(DATA)

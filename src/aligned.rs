/**!

Raw, correctly aligned storage for exactly one value.

The cell never constructs or drops `T` on its own. Whoever owns the cell decides
when a value is written into it and when it is read back out or destroyed, and
must pair every write with exactly one of those before the next write or before
the cell itself goes away. Dropping a cell that still holds a value leaks it.

*/

use std::mem::MaybeUninit;

#[repr(transparent)]
pub struct AlignedMemory<T> {
    mem: MaybeUninit<T>,
}

impl<T> AlignedMemory<T> {
    /// Empty cell.
    #[inline(always)]
    pub const fn uninit() -> AlignedMemory<T> {
        AlignedMemory { mem: MaybeUninit::uninit() }
    }

    /// Cell that already holds `value`.
    #[inline(always)]
    pub const fn new(value: T) -> AlignedMemory<T> {
        AlignedMemory { mem: MaybeUninit::new(value) }
    }

    #[inline(always)]
    pub fn as_ptr(&self) -> *const T {
        self.mem.as_ptr()
    }

    #[inline(always)]
    pub fn as_mut_ptr(&mut self) -> *mut T {
        self.mem.as_mut_ptr()
    }

    /// Constructs `value` in place.
    ///
    /// # Safety
    ///
    /// The cell must be empty, otherwise the previous value is leaked.
    #[inline(always)]
    pub unsafe fn write(&mut self, value: T) -> &mut T {
        self.mem.write(value)
    }

    /// # Safety
    ///
    /// The cell must hold a value.
    #[inline(always)]
    pub unsafe fn get_ref(&self) -> &T {
        self.mem.assume_init_ref()
    }

    /// # Safety
    ///
    /// The cell must hold a value.
    #[inline(always)]
    pub unsafe fn get_mut(&mut self) -> &mut T {
        self.mem.assume_init_mut()
    }

    /// Moves the value out. The cell is logically empty afterwards.
    ///
    /// # Safety
    ///
    /// The cell must hold a value, and it must not be read or dropped again
    /// until something new is written.
    #[inline(always)]
    pub unsafe fn read(&self) -> T {
        self.mem.assume_init_read()
    }

    /// Destroys the value in place. The cell is logically empty afterwards.
    ///
    /// # Safety
    ///
    /// The cell must hold a value.
    #[inline(always)]
    pub unsafe fn drop_in_place(&mut self) {
        self.mem.assume_init_drop()
    }

    /// Swaps the stored value for `value` and returns the old one.
    ///
    /// # Safety
    ///
    /// The cell must hold a value.
    #[inline(always)]
    pub unsafe fn replace(&mut self, value: T) -> T {
        std::mem::replace(self.get_mut(), value)
    }
}
use std::any::Any;
use std::fmt::Debug;
use std::ops::{Deref, DerefMut};
use std::ptr::NonNull;

enum Destructor<T: ?Sized> {
    /// Pointer came from a `Box`.
    Boxed,
    Custom(Box<dyn FnOnce(NonNull<T>) + Send>),
}

/// Single-owner pointer with a pluggable destructor.
///
/// The destructor runs exactly once, when the owning handle is dropped or
/// [`reset`](Owned::reset). A handle that gave its pointer away (by
/// [`take`](Owned::take) or a successful downcast) is null and runs nothing.
///
/// ```
/// use stowage::Owned;
///
/// let mut owned = Owned::new(String::from("value"));
/// let moved = owned.take();
/// assert!(owned.is_null());
/// assert_eq!("value", moved.as_str());
/// ```
pub struct Owned<T: ?Sized> {
    ptr: Option<NonNull<T>>,
    destructor: Destructor<T>,
}

unsafe impl<T: ?Sized + Send> Send for Owned<T> {}
unsafe impl<T: ?Sized + Sync> Sync for Owned<T> {}

impl<T: ?Sized> Owned<T> {
    pub const fn null() -> Owned<T> {
        Owned {
            ptr: None,
            destructor: Destructor::Boxed,
        }
    }

    pub fn from_box(value: Box<T>) -> Owned<T> {
        Owned {
            ptr: Some(NonNull::from(Box::leak(value))),
            destructor: Destructor::Boxed,
        }
    }

    /// Takes ownership of `ptr`; `destructor` receives it when the handle is
    /// dropped or reset.
    ///
    /// # Safety
    ///
    /// `ptr` must stay valid for reads and writes until the destructor runs,
    /// and nothing else may free it.
    pub unsafe fn from_raw_with<F>(ptr: NonNull<T>, destructor: F) -> Owned<T>
        where F: FnOnce(NonNull<T>) + Send + 'static
    {
        Owned {
            ptr: Some(ptr),
            destructor: Destructor::Custom(Box::new(destructor)),
        }
    }

    #[inline]
    pub fn is_null(&self) -> bool {
        self.ptr.is_none()
    }

    #[inline]
    pub fn get(&self) -> Option<&T> {
        self.ptr.map(|ptr| unsafe { &*ptr.as_ptr() })
    }

    #[inline]
    pub fn get_mut(&mut self) -> Option<&mut T> {
        self.ptr.map(|ptr| unsafe { &mut *ptr.as_ptr() })
    }

    #[inline]
    pub fn as_ptr(&self) -> Option<NonNull<T>> {
        self.ptr
    }

    /// Moves ownership into a new handle and leaves this one null.
    pub fn take(&mut self) -> Owned<T> {
        Owned {
            ptr: self.ptr.take(),
            destructor: std::mem::replace(&mut self.destructor, Destructor::Boxed),
        }
    }

    /// Runs the destructor now and leaves the handle null.
    pub fn reset(&mut self) {
        if let Some(ptr) = self.ptr.take() {
            match std::mem::replace(&mut self.destructor, Destructor::Boxed) {
                Destructor::Boxed => unsafe { drop(Box::from_raw(ptr.as_ptr())) },
                Destructor::Custom(destructor) => destructor(ptr),
            }
        }
    }
}

impl<T> Owned<T> {
    pub fn new(value: T) -> Owned<T> {
        Owned::from_box(Box::new(value))
    }
}

impl<T: Any> Owned<T> {
    /// Erases the pointee type. The destructor is kept.
    pub fn into_any(mut self) -> Owned<dyn Any> {
        let ptr = match self.ptr.take() {
            Some(ptr) => ptr,
            None => return Owned::null(),
        };
        let destructor: Destructor<dyn Any> = match std::mem::replace(&mut self.destructor, Destructor::Boxed) {
            Destructor::Boxed => Destructor::Boxed,
            Destructor::Custom(destructor) => {
                Destructor::Custom(Box::new(move |ptr: NonNull<dyn Any>| destructor(ptr.cast::<T>())))
            },
        };
        let ptr: NonNull<dyn Any> = ptr;
        Owned { ptr: Some(ptr), destructor }
    }
}

impl Owned<dyn Any> {
    /// Moves ownership into an `Owned<U>` if the pointee is a `U`.
    ///
    /// On a type mismatch this handle keeps its pointer and a null handle is
    /// returned.
    pub fn try_downcast<U: Any>(&mut self) -> Owned<U> {
        match self.get() {
            Some(value) if value.is::<U>() => {},
            Some(_) => {
                debug!("Owned::try_downcast: pointee is not a {}", std::any::type_name::<U>());
                return Owned::null();
            },
            None => return Owned::null(),
        }

        let mut source = self.take();
        let ptr = source.ptr.take().map(|ptr| ptr.cast::<U>());
        let destructor: Destructor<U> = match std::mem::replace(&mut source.destructor, Destructor::Boxed) {
            Destructor::Boxed => Destructor::Boxed,
            Destructor::Custom(destructor) => {
                Destructor::Custom(Box::new(move |ptr: NonNull<U>| {
                    let ptr: NonNull<dyn Any> = ptr;
                    destructor(ptr)
                }))
            },
        };
        Owned { ptr, destructor }
    }
}

impl<T: ?Sized> Drop for Owned<T> {
    fn drop(&mut self) {
        self.reset();
    }
}

impl<T: ?Sized> Default for Owned<T> {
    fn default() -> Self {
        Owned::null()
    }
}

impl<T: ?Sized> Deref for Owned<T> {
    type Target = T;

    #[track_caller]
    fn deref(&self) -> &T {
        match self.get() {
            Some(value) => value,
            None => panic!("dereferenced a null `Owned`"),
        }
    }
}

impl<T: ?Sized> DerefMut for Owned<T> {
    #[track_caller]
    fn deref_mut(&mut self) -> &mut T {
        match self.get_mut() {
            Some(value) => value,
            None => panic!("dereferenced a null `Owned`"),
        }
    }
}

impl<T: ?Sized> From<Box<T>> for Owned<T> {
    fn from(value: Box<T>) -> Self {
        Owned::from_box(value)
    }
}

impl<T: ?Sized + Debug> Debug for Owned<T> {
    fn fmt(&self, f: &mut std::fmt::Formatter<'_>) -> std::fmt::Result {
        match self.get() {
            Some(value) => f.debug_tuple("Owned").field(&value).finish(),
            None => f.write_str("Owned(null)"),
        }
    }
}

(End DATA)

WHAT IS REQUIRED |
Give back, word for word, only the lines above from the line holding "#[repr(transparent)]" to the line holding "pub fn as_ptr(&self) -> *const", both included.

RESULT OF THE TASK |
#[repr(transparent)]
pub struct AlignedMemory<T> {
    mem: MaybeUninit<T>,
}

impl<T> AlignedMemory<T> {
    /// Empty cell.
    #[inline(always)]
    pub const fn uninit() -> AlignedMemory<T> {
        AlignedMemory { mem: MaybeUninit::uninit() }
    }

    /// Cell that already holds `value`.
    #[inline(always)]
    pub const fn new(value: T) -> AlignedMemory<T> {
        AlignedMemory { mem: MaybeUninit::new(value) }
    }

    #[inline(always)]
    pub fn as_ptr(&self) -> *const T {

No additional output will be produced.